There were several teams using the same jump server and even they were having same stacks/same HTTP Services deployed within. Therefore started following the convention of using a prefix for each stack. We had around 10 services getting exposed and all the services were prefixed with "1" in their port numbers. It was easy to configure the test scripts to point to these services without much of a change.
I was happy about what I did and explained this to the team. The actual fun started then.
One of my colleague asked
"What is HAProxy",
"It is a reverse proxy."
Then he asked
"Why is that called so? Is there anything called as forward proxy, if so, what is the difference between the two?"
"How easy is it to configure HAProxy?"
And there was one more question,
"Is there a need to install HAProxy in this case, can't this not be solved using simple SSH port forwarder?"
And the last one was
"On which network layer does HAProxy operate? Can it forward only HTTP Traffic?"
I decided to find answers to all these questions and this article is the result of that.
How easy is it to configure HAProxy?
Configuring HAProxy (version 1.6.3) for this use case is simple.
In /etc/haproxy/haproxy.cfg, define a frontend and its corresponding backend.
frontend myservice bind 0.0.0.0:18888 default_backend myservice backend myservice balance roundrobin server myservice 192.168.224.143:8888 check
frontend says start listening on port 18888 on (0.0.0.0) all interfaces in this machine and forward it to backend service myservice which is actually listening in port 8888 on 192.168.224.143.
What is reverse proxy?
Reverse proxy is an entity on the server side which will recieve all the requests on behalf of the server and forwards it to the actual server that is residing in the same network.
What is the difference between forward proxy and reverse proxy?
It is only difference in perception i.e on whose behalf is this middle man is entering the picture.
As we saw earlier, if the server itself brings something before it to act like a server on its behalf - that something is called reverse proxy. If the client brings something in front of it to act like a client on its behalf while talking to the server - that something is called a forward proxy.

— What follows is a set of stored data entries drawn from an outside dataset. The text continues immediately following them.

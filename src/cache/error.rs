use std::io;
use std::path::PathBuf;

use thiserror::Error;

/// Errors raised by the cache engine
///
/// None of these mean "the key is not cached"; a missing or stale key is
/// reported as `None` by the read path.
#[derive(Debug, Error)]
pub enum CacheError {
    /// The backing file exists but could not be read
    #[error("Failed to read cache file {}: {source}", .path.display())]
    Load { path: PathBuf, source: io::Error },

    /// The backing file is not a valid cache document
    #[error("Cache file {} is malformed: {source}", .path.display())]
    Parse {
        path: PathBuf,
        source: serde_json::Error,
    },

    /// Writing or replacing the backing file failed; the previous file is intact
    #[error("Failed to write cache file {}: {source}", .path.display())]
    Write { path: PathBuf, source: io::Error },

    /// The in-memory store could not be encoded
    #[error("Failed to serialize cache: {0}")]
    Serialize(#[from] serde_json::Error),

    /// The backing file could not be inspected
    #[error("Failed to read metadata of cache file {}: {source}", .path.display())]
    Metadata { path: PathBuf, source: io::Error },
}

pub type Result<T> = std::result::Result<T, CacheError>;
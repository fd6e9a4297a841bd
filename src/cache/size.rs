use std::fmt;

const KB: u64 = 1_000;
const MB: u64 = 1_000_000;

/// Size of the cache file on disk, displayed with a decimal unit suffix
#[derive(Debug, Clone, Copy, PartialEq, Eq, PartialOrd, Ord)]
pub struct FileSize(pub u64);

impl FileSize {
    pub fn bytes(self) -> u64 {
        self.0
    }
}

impl fmt::Display for FileSize {
    fn fmt(&self, f: &mut fmt::Formatter<'_>) -> fmt::Result {
        let bytes = self.0;
        if bytes >= MB {
            write!(f, "{} MB", bytes as f64 / MB as f64)
        } else if bytes >= KB {
            write!(f, "{} KB", bytes as f64 / KB as f64)
        } else {
            write!(f, "{} bytes", bytes)
        }
    }
}
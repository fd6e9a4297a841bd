//! Quick Thesaurus lookup cache
//!
//! A disk-backed TTL cache for word lookups, the read-through helper the
//! application uses on top of it, and the pieces behind the `quickthes`
//! maintenance tool.

pub mod cache;
pub mod cli;
pub mod config;
pub mod logging;
pub mod lookup;
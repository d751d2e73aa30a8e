//! curator: a personal web content library with semantic search and chat
//!
//! The pipeline: fetch or accept content, extract readable text, chunk it,
//! embed the chunks with an OpenAI-compatible API, and store everything in
//! SQLite (metadata) plus Qdrant (vectors). On top of that sit semantic
//! search, retrieval-augmented chat and LLM library analysis.

pub mod analyze;
pub mod chunk;
pub mod commands;
pub mod config;
pub mod crawl;
pub mod embed;
pub mod error;
pub mod ingest;
pub mod llm;
pub mod meta;
pub mod parse;
pub mod progress;
pub mod rag;
pub mod store;
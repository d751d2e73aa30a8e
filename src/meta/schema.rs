//! SQLite schema definition

/// SQL schema for the metadata database
pub const SCHEMA_SQL: &str = r#"
-- Content items: ingested pages and pasted documents
CREATE TABLE IF NOT EXISTS content_items (
    id TEXT PRIMARY KEY,
    url TEXT,
    title TEXT NOT NULL,
    summary TEXT,
    content_type TEXT NOT NULL,
    word_count INTEGER NOT NULL DEFAULT 0,
    content_hash TEXT NOT NULL,
    fetched_at TEXT NOT NULL,
    updated_at TEXT NOT NULL
);

-- Chunks: embedded text chunks, each belonging to exactly one item
CREATE TABLE IF NOT EXISTS chunks (
    id TEXT PRIMARY KEY,
    item_id TEXT NOT NULL REFERENCES content_items(id),
    chunk_index INTEGER NOT NULL,
    chunk_hash TEXT NOT NULL,
    chunk_text TEXT NOT NULL,
    char_start INTEGER NOT NULL,
    char_end INTEGER NOT NULL,
    point_id TEXT NOT NULL,
    created_at TEXT NOT NULL,
    updated_at TEXT NOT NULL,
    UNIQUE(item_id, chunk_index)
);

-- Crawl runs: history of site crawls
CREATE TABLE IF NOT EXISTS crawl_runs (
    id TEXT PRIMARY KEY,
    seed_url TEXT NOT NULL,
    started_at TEXT NOT NULL,
    completed_at TEXT,
    status TEXT NOT NULL,
    pages_fetched INTEGER DEFAULT 0,
    pages_failed INTEGER DEFAULT 0,
    errors_json TEXT
);

-- Indexes for performance
CREATE INDEX IF NOT EXISTS idx_items_url ON content_items(url);
CREATE INDEX IF NOT EXISTS idx_items_hash ON content_items(content_hash);
CREATE INDEX IF NOT EXISTS idx_chunks_item ON chunks(item_id);
CREATE INDEX IF NOT EXISTS idx_chunks_hash ON chunks(chunk_hash);
CREATE INDEX IF NOT EXISTS idx_chunks_point ON chunks(point_id);
"#;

SSH Port forwarding Vs HAProxy
The use case defined above is simple, in this case, load balancing functionality is not needed and it is just one-to-one mapping between the machines. Therefore, for this scenario ssh port forwarding suites the best. One more advantage is that there is no extra installation needed, mostly all distributions comes bundled with ssh and servers run sshd.
How to do port forwarding using ssh?
ssh -L [bind_address:]port:host:hostport Specifies that the given port on the local (client) host is to be forwarded to the given host and port on the remote side.

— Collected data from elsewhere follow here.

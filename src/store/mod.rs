//! Qdrant vector database integration
//!
//! This module wraps the Qdrant client and provides:
//! - Collection management
//! - Point upsert/delete operations
//! - Vector search

mod payload;

pub use payload::*;

use crate::config::Config;
use crate::error::{Error, Result};
use qdrant_client::qdrant::{
    CreateCollectionBuilder, DeletePointsBuilder, Distance, Filter, PointId, PointStruct,
    SearchPointsBuilder, VectorParamsBuilder,
};
use qdrant_client::Qdrant;
use serde_json::Value;
use tracing::{debug, info};
use uuid::Uuid;

/// Information about a Qdrant collection
#[derive(Debug, Clone)]
pub struct CollectionInfo {
    pub points_count: u64,
    pub indexed_vectors_count: u64,
    pub status: String,
}

/// Qdrant store handle
pub struct QdrantStore {
    client: Qdrant,
    collection: String,
    dimension: usize,
}

impl QdrantStore {
    /// Connect to Qdrant using config
    pub async fn connect(config: &Config) -> Result<Self> {
        Self::new(
            &config.qdrant_url,
            &config.collection_name,
            config.embedding.dimension,
        )
        .await
    }

    /// Create a new store connection directly with URL and collection name
    pub async fn new(url: &str, collection: &str, dimension: usize) -> Result<Self> {
        debug!("Connecting to Qdrant at {}", url);

        let client = Qdrant::from_url(url)
            .skip_compatibility_check()
            .build()
            .map_err(|e| Error::Qdrant(e.to_string()))?;

        Ok(Self {
            client,
            collection: collection.to_string(),
            dimension,
        })
    }

    /// Get the expected vector dimension for this store
    pub fn dimension(&self) -> usize {
        self.dimension
    }

    /// Ensure the collection exists with correct configuration
    pub async fn ensure_collection(&self) -> Result<()> {
        let exists = self.client.collection_exists(&self.collection).await?;

        if exists {
            debug!("Collection {} already exists", self.collection);

            if let Some(size) = self.collection_vector_size().await? {
                if size != self.dimension {
                    return Err(Error::Qdrant(format!(
                        "Collection '{}' has vector size {}, but the configured embedding dimension is {}. Use a new collection name or reset the collection.",
                        self.collection, size, self.dimension
                    )));
                }
            }

            return Ok(());
        }

        info!(
            "Creating collection {} with dimension {}",
            self.collection, self.dimension
        );

        let vectors_config = VectorParamsBuilder::new(self.dimension as u64, Distance::Cosine);

        self.client
            .create_collection(
                CreateCollectionBuilder::new(&self.collection).vectors_config(vectors_config),
            )
            .await?;

        info!("Collection {} created successfully", self.collection);
        Ok(())
    }

    /// Check if the collection exists
    pub async fn collection_exists(&self) -> Result<bool> {
        let exists = self.client.collection_exists(&self.collection).await?;
        Ok(exists)
    }

    /// Delete the collection if it exists
    pub async fn delete_collection(&self) -> Result<bool> {
        let exists = self.client.collection_exists(&self.collection).await?;

        if !exists {
            return Ok(false);
        }

        info!("Deleting collection {}", self.collection);
        self.client.delete_collection(&self.collection).await?;
        Ok(true)
    }

    /// Reset the collection (delete and recreate)
    pub async fn reset_collection(&self) -> Result<()> {
        if self.client.collection_exists(&self.collection).await? {
            info!("Deleting existing collection {}", self.collection);
            self.client.delete_collection(&self.collection).await?;
        }

        self.ensure_collection().await?;
        Ok(())
    }

    /// Get collection info (point count, etc)
    pub async fn get_collection_info(&self) -> Result<Option<CollectionInfo>> {
        if !self.client.collection_exists(&self.collection).await? {
            return Ok(None);
        }

        let info = self.client.collection_info(&self.collection).await?;
        if let Some(result) = info.result {
            Ok(Some(CollectionInfo {
                points_count: result.points_count.unwrap_or(0),
                indexed_vectors_count: result.indexed_vectors_count.unwrap_or(0),
                status: format!("{:?}", result.status()),
            }))
        } else {
            Ok(None)
        }
    }

    /// Upsert ChunkPoint objects (converts to PointStruct internally)
    pub async fn upsert_points(&self, points: Vec<ChunkPoint>) -> Result<()> {
        if points.is_empty() {
            return Ok(());
        }

        if let Some(mismatch) = points.iter().find(|p| p.vector.len() != self.dimension) {
            return Err(Error::Qdrant(format!(
                "Vector dimension mismatch for collection '{}': expected {} (got {})",
                self.collection,
                self.dimension,
                mismatch.vector.len()
            )));
        }

        debug!(
            "Upserting {} points to collection {}",
            points.len(),
            self.collection
        );

        let point_structs: Vec<PointStruct> =
            points.into_iter().map(|p| p.to_point_struct()).collect();

        self.client
            .upsert_points(qdrant_client::qdrant::UpsertPointsBuilder::new(
                &self.collection,
                point_structs,
            ))
            .await?;

        Ok(())
    }

    /// Delete points by UUID
    pub async fn delete_points(&self, point_ids: &[Uuid]) -> Result<()> {
        if point_ids.is_empty() {
            return Ok(());
        }

        debug!(
            "Deleting {} points from collection {}",
            point_ids.len(),
            self.collection
        );

        let ids: Vec<PointId> = point_ids
            .iter()
            .map(|id| PointId::from(id.to_string()))
            .collect();

        self.client
            .delete_points(DeletePointsBuilder::new(&self.collection).points(ids))
            .await?;

        Ok(())
    }

    /// Search for similar vectors
    pub async fn search(
        &self,
        query_vector: Vec<f32>,
        limit: usize,
        filter: Option<SearchFilter>,
    ) -> Result<Vec<SearchResult>> {
        debug!(
            "Searching collection {} with limit {}",
            self.collection, limit
        );

        let mut search_builder =
            SearchPointsBuilder::new(&self.collection, query_vector, limit as u64)
                .with_payload(true);

        if let Some(f) = filter {
            if let Some(qdrant_filter) = f.to_qdrant_filter() {
                search_builder = search_builder.filter(qdrant_filter);
            }
        }

        let response = self.client.search_points(search_builder).await?;

        let results: Vec<SearchResult> = response
            .result
            .into_iter()
            .map(|p| {
                let payload: ChunkPayload = p
                    .payload
                    .into_iter()
                    .map(|(k, v)| (k, json_from_qdrant_value(v)))
                    .collect::<serde_json::Map<String, Value>>()
                    .into();

                SearchResult {
                    id: point_id_to_string(p.id),
                    score: p.score,
                    payload,
                }
            })
            .collect();

        Ok(results)
    }

    /// Get collection statistics
    pub async fn get_stats(&self) -> Result<CollectionStats> {
        let info = self.client.collection_info(&self.collection).await?;

        let points_count = info
            .result
            .map(|r| r.points_count.unwrap_or(0))
            .unwrap_or(0);

        Ok(CollectionStats {
            collection: self.collection.clone(),
            points_count: points_count as usize,
        })
    }

    async fn collection_vector_size(&self) -> Result<Option<usize>> {
        let info = self.client.collection_info(&self.collection).await?;
        let size = info
            .result
            .as_ref()
            .and_then(|r| r.config.as_ref())
            .and_then(|c| c.params.as_ref())
            .and_then(|p| p.vectors_config.as_ref())
            .and_then(|v| v.config.as_ref())
            .and_then(|c| match c {
                qdrant_client::qdrant::vectors_config::Config::Params(params) => {
                    Some(params.size as usize)
                }
                qdrant_client::qdrant::vectors_config::Config::ParamsMap(_) => None,
            });
        Ok(size)
    }
}

/// Search result
#[derive(Debug, Clone)]
pub struct SearchResult {
    pub id: String,
    pub score: f32,
    pub payload: ChunkPayload,
}

/// Search filter options
#[derive(Debug, Clone, Default)]
pub struct SearchFilter {
    pub item_ids: Option<Vec<String>>,
    pub content_types: Option<Vec<String>>,
}

impl SearchFilter {
    fn to_qdrant_filter(&self) -> Option<Filter> {
        use qdrant_client::qdrant::Condition;

        let mut must_conditions: Vec<Condition> = Vec::new();

        if let Some(ref item_ids) = self.item_ids {
            if item_ids.len() == 1 {
                must_conditions.push(Condition::matches("item_id", item_ids[0].clone()));
            }
        }

        if let Some(ref content_types) = self.content_types {
            if content_types.len() == 1 {
                must_conditions.push(Condition::matches(
                    "content_type",
                    content_types[0].clone(),
                ));
            }
        }

        if must_conditions.is_empty() {
            return None;
        }

        Some(Filter {
            must: must_conditions,
            should: vec![],
            must_not: vec![],
            min_should: None,
        })
    }
}

/// Collection statistics
#[derive(Debug, Clone)]
pub struct CollectionStats {
    pub collection: String,
    pub points_count: usize,
}

/// Convert PointId to string
fn point_id_to_string(id: Option<PointId>) -> String {
    match id {
        Some(PointId {
            point_id_options: Some(qdrant_client::qdrant::point_id::PointIdOptions::Uuid(uuid)),
        }) => uuid,
        Some(PointId {
            point_id_options: Some(qdrant_client::qdrant::point_id::PointIdOptions::Num(num)),
        }) => num.to_string(),
        _ => String::new(),
    }
}

/// Convert Qdrant value to serde_json Value
fn json_from_qdrant_value(v: qdrant_client::qdrant::Value) -> Value {
    use qdrant_client::qdrant::value::Kind;

    match v.kind {
        Some(Kind::NullValue(_)) => Value::Null,
        Some(Kind::BoolValue(b)) => Value::Bool(b),
        Some(Kind::IntegerValue(i)) => Value::Number(i.into()),
        Some(Kind::DoubleValue(d)) => serde_json::Number::from_f64(d)
            .map(Value::Number)
            .unwrap_or(Value::Null),
        Some(Kind::StringValue(s)) => Value::String(s),
        Some(Kind::ListValue(list)) => Value::Array(
            list.values
                .into_iter()
                .map(json_from_qdrant_value)
                .collect(),
        ),
        Some(Kind::StructValue(s)) => Value::Object(
            s.fields
                .into_iter()
                .map(|(k, v)| (k, json_from_qdrant_value(v)))
                .collect(),
        ),
        None => Value::Null,
    }
}

#[cfg(test)]
mod tests {
    use super::*;
    use crate::error::Error;
    use uuid::Uuid;

    #[test]
    fn test_search_filter_to_qdrant() {
        let filter = SearchFilter {
            item_ids: Some(vec!["item-1".to_string()]),
            content_types: Some(vec!["web_page".to_string()]),
        };

        let qdrant_filter = filter.to_qdrant_filter();
        assert!(qdrant_filter.is_some());
        assert_eq!(qdrant_filter.unwrap().must.len(), 2);
    }

    #[test]
    fn test_empty_filter_is_none() {
        let filter = SearchFilter::default();
        assert!(filter.to_qdrant_filter().is_none());
    }

    #[tokio::test]
    async fn test_upsert_points_rejects_dimension_mismatch() {
        let store = QdrantStore::new("http://127.0.0.1:6334", "test_collection", 3)
            .await
            .expect("store should initialize");

        let payload = ChunkPayload::new(
            "item-123".to_string(),
            Some("https://example.com".to_string()),
            "Example".to_string(),
            "web_page".to_string(),
            0,
            "hash123".to_string(),
            "2024-01-01T00:00:00Z".to_string(),
        );

        let point = ChunkPoint {
            id: Uuid::new_v4(),
            vector: vec![0.1, 0.2],
            payload,
        };

        let err = store
            .upsert_points(vec![point])
            .await
            .expect_err("should reject mismatched vector length");

        match err {
            Error::Qdrant(message) => assert!(message.contains("Vector dimension mismatch")),
            other => panic!("expected qdrant error, got {other:?}"),
        }
    }
}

ssh -R [bind_address:]port:host:hostport Specifies that the given port on the remote (server) host is to be forwarded to the given host and port on the local side.
For the use case discussed above, either of the two forms can be used.

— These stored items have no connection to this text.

//! robots.txt parsing and handling

use robotstxt::DefaultMatcher;
use tracing::debug;

/// Parsed robots.txt rules
#[derive(Debug, Clone)]
pub struct RobotsRules {
    content: String,
}

impl RobotsRules {
    /// Parse robots.txt content
    pub fn parse(content: &str) -> Self {
        Self {
            content: content.to_string(),
        }
    }

    /// Create rules that allow everything
    pub fn allow_all() -> Self {
        Self {
            content: String::new(),
        }
    }

    /// Check if a path is allowed for a user agent
    pub fn is_allowed(&self, path: &str, user_agent: &str) -> bool {
        if self.content.is_empty() {
            return true;
        }

        let mut matcher = DefaultMatcher::default();
        let allowed = matcher.one_agent_allowed_by_robots(&self.content, user_agent, path);

        if !allowed {
            debug!("robots.txt disallows {} for {}", path, user_agent);
        }

        allowed
    }

    /// Get the crawl delay in seconds for a user agent.
    ///
    /// A block naming the agent takes precedence over a `*` block,
    /// regardless of the order they appear in.
    pub fn crawl_delay(&self, user_agent: &str) -> Option<f64> {
        let ua_lower = user_agent.to_lowercase();
        let mut agent_delay = None;
        let mut wildcard_delay = None;
        // Some(true) = block names this agent, Some(false) = wildcard block
        let mut block: Option<bool> = None;

        for line in self.content.lines() {
            let line = line.trim();

            if line.starts_with("User-agent:") {
                let agent = line.trim_start_matches("User-agent:").trim().to_lowercase();
                block = if agent == "*" {
                    Some(false)
                } else if ua_lower.contains(&agent) {
                    Some(true)
                } else {
                    None
                };
            } else if let Some(delay_str) = line.strip_prefix("Crawl-delay:") {
                if let Ok(delay) = delay_str.trim().parse::<f64>() {
                    match block {
                        Some(true) => agent_delay = agent_delay.or(Some(delay)),
                        Some(false) => wildcard_delay = wildcard_delay.or(Some(delay)),
                        None => {}
                    }
                }
            }
        }

        agent_delay.or(wildcard_delay)
    }
}

#[cfg(test)]
mod tests {
    use super::*;

    #[test]
    fn test_robots_allow_all() {
        let rules = RobotsRules::allow_all();
        assert!(rules.is_allowed("/any/path", "MyBot"));
    }

    #[test]
    fn test_robots_basic() {
        let content = r#"
User-agent: *
Disallow: /admin/
Disallow: /private/

User-agent: BadBot
Disallow: /
"#;
        let rules = RobotsRules::parse(content);

        assert!(rules.is_allowed("/public/page", "GoodBot"));
        assert!(!rules.is_allowed("/admin/secret", "GoodBot"));
        assert!(!rules.is_allowed("/anything", "BadBot"));
    }

    #[test]
    fn test_crawl_delay() {
        let content = r#"
User-agent: *
Crawl-delay: 2.5

User-agent: SpecialBot
Crawl-delay: 1.0
"#;
        let rules = RobotsRules::parse(content);

        // The bot's own block wins even when the wildcard comes first
        assert_eq!(rules.crawl_delay("SpecialBot"), Some(1.0));
        assert_eq!(rules.crawl_delay("RandomBot"), Some(2.5));
    }

    #[test]
    fn test_crawl_delay_wildcard_only() {
        let rules = RobotsRules::parse("User-agent: *\nCrawl-delay: 3\n");
        assert_eq!(rules.crawl_delay("AnyBot"), Some(3.0));

        let no_delay = RobotsRules::parse("User-agent: *\nDisallow: /admin/\n");
        assert_eq!(no_delay.crawl_delay("AnyBot"), None);
    }
}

To use -L option we should first login into jump server and run the below command,
$ ssh -N -f -L 18888:192.168.224.143:8888 firstname.lastname@example.org
-R option can be used from the local machine itself,
$ ssh -N -f -R 18888:192.168.224.143:8888 username@jump_server_machine_ip
-N option is meant to say do not execute any command(don't take me to the bash shell of the remote machine).
-f to run ssh in the background.
The man page of ssh is awesome, please refer to that for more details.
On which network layer does HAProxy operate? Can it forward only HTTP Traffic?
Tag line of HAProxy says that it is "The Reliable, High Performance TCP/HTTP Load Balancer". Therefore we can understand that it can operate on both TCP as well as HTTP layer. The reason why I say "as well as" is that, it can understand HTTP traffic perform routing based on URL which cannot be achieved when a simple port forwarder is used. SSH port forward operates on TCP layer.